[Stored data entries]
◇ ◇ ◇ ◇ ◇ ◇ ◇

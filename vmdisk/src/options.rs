//! Tuning options for disk image operations.

use std::path::Path;

use serde::{Deserialize, Serialize};
use vmdisk_shared::errors::{VmDiskError, VmDiskResult};

use crate::disk::constants::{compression, copy};

/// Fixed ownership forced onto imported images.
#[derive(Clone, Copy, Debug, PartialEq, Eq, Serialize, Deserialize)]
pub struct ImageOwner {
    pub uid: u32,
    pub gid: u32,
}

/// Options shared by every operation kind.
///
/// Format-defining values (frame cap, magics, xattr name) are constants,
/// not options: changing them would produce unreadable exports.
#[derive(Clone, Debug, Serialize, Deserialize)]
pub struct DiskOpsOptions {
    /// Block size for create/import copies.
    ///
    /// Default: 1 MiB
    #[serde(default = "default_copy_block_size")]
    pub copy_block_size: usize,

    /// Zstd level for guest exports.
    ///
    /// Default: 3
    #[serde(default = "default_export_compression_level")]
    pub export_compression_level: i32,

    /// Deflate level for plugin VM exports.
    ///
    /// Default: 1
    #[serde(default = "default_zip_compression_level")]
    pub zip_compression_level: i64,

    /// Owner forced onto imported images.
    ///
    /// - None: effective uid/gid of this process
    #[serde(default)]
    pub import_owner: Option<ImageOwner>,

    /// Suffix appended to an import destination to form its staging
    /// directory.
    ///
    /// Default: ".import"
    #[serde(default = "default_staging_suffix")]
    pub staging_suffix: String,

    /// File name of the install image inside a new plugin VM directory.
    ///
    /// Default: "install.iso"
    #[serde(default = "default_plugin_install_image_name")]
    pub plugin_install_image_name: String,
}

fn default_copy_block_size() -> usize {
    copy::DEFAULT_BLOCK_SIZE
}

fn default_export_compression_level() -> i32 {
    compression::GUEST_EXPORT_LEVEL
}

fn default_zip_compression_level() -> i64 {
    compression::PLUGIN_EXPORT_LEVEL
}

fn default_staging_suffix() -> String {
    ".import".to_string()
}

fn default_plugin_install_image_name() -> String {
    "install.iso".to_string()
}

impl Default for DiskOpsOptions {
    fn default() -> Self {
        Self {
            copy_block_size: default_copy_block_size(),
            export_compression_level: default_export_compression_level(),
            zip_compression_level: default_zip_compression_level(),
            import_owner: None,
            staging_suffix: default_staging_suffix(),
            plugin_install_image_name: default_plugin_install_image_name(),
        }
    }
}

impl DiskOpsOptions {
    /// Load options from a JSON file. Missing fields take their defaults.
    pub fn load(path: &Path) -> VmDiskResult<Self> {
        let text = std::fs::read_to_string(path).map_err(|e| {
            VmDiskError::from_io(format!("failed to read config {}", path.display()), e)
        })?;
        serde_json::from_str(&text).map_err(|e| {
            VmDiskError::InvalidArgument(format!("invalid config {}: {}", path.display(), e))
        })
    }

    /// Owner for imported images, falling back to the effective ids.
    pub fn resolved_import_owner(&self) -> ImageOwner {
        self.import_owner.unwrap_or_else(|| ImageOwner {
            uid: nix::unistd::Uid::effective().as_raw(),
            gid: nix::unistd::Gid::effective().as_raw(),
        })
    }

    /// Copy block size, never zero.
    pub(crate) fn block_size(&self) -> usize {
        self.copy_block_size.max(1)
    }
}

#[cfg(test)]
mod tests {
    use super::*;

    #[test]
    fn test_empty_json_uses_defaults() {
        let options: DiskOpsOptions = serde_json::from_str("{}").unwrap();
        assert_eq!(options.copy_block_size, 1024 * 1024);
        assert_eq!(options.export_compression_level, 3);
        assert_eq!(options.zip_compression_level, 1);
        assert_eq!(options.staging_suffix, ".import");
        assert_eq!(options.plugin_install_image_name, "install.iso");
        assert!(options.import_owner.is_none());
    }

    #[test]
    fn test_partial_override() {
        let options: DiskOpsOptions = serde_json::from_str(
            r#"{"copy_block_size": 4096, "import_owner": {"uid": 655360, "gid": 655360}}"#,
        )
        .unwrap();
        assert_eq!(options.copy_block_size, 4096);
        assert_eq!(
            options.resolved_import_owner(),
            ImageOwner {
                uid: 655360,
                gid: 655360
            }
        );
    }

    #[test]
    fn test_default_owner_is_effective_ids() {
        let owner = DiskOpsOptions::default().resolved_import_owner();
        assert_eq!(owner.uid, nix::unistd::Uid::effective().as_raw());
        assert_eq!(owner.gid, nix::unistd::Gid::effective().as_raw());
    }

    #[test]
    fn test_load_from_file() {
        let temp_dir = tempfile::TempDir::new().unwrap();
        let path = temp_dir.path().join("options.json");
        std::fs::write(&path, r#"{"staging_suffix": ".partial"}"#).unwrap();

        let options = DiskOpsOptions::load(&path).unwrap();
        assert_eq!(options.staging_suffix, ".partial");
        assert_eq!(options.copy_block_size, 1024 * 1024);

        std::fs::write(&path, "{not json").unwrap();
        assert!(matches!(
            DiskOpsOptions::load(&path),
            Err(VmDiskError::InvalidArgument(_))
        ));
        assert!(matches!(
            DiskOpsOptions::load(&temp_dir.path().join("missing.json")),
            Err(VmDiskError::NotFound(_))
        ));
    }

    #[test]
    fn test_zero_block_size_is_clamped() {
        let options = DiskOpsOptions {
            copy_block_size: 0,
            ..Default::default()
        };
        assert_eq!(options.block_size(), 1);
    }
}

◇ ◇ ◇ ◇ ◇ ◇ ◇

> Instructions to follow: Which lines in the data above hold the string "write"? Return each of them.

> Answer box:
        std::fs::write(&path, r#"{"staging_suffix": ".partial"}"#).unwrap();
        std::fs::write(&path, "{not json").unwrap();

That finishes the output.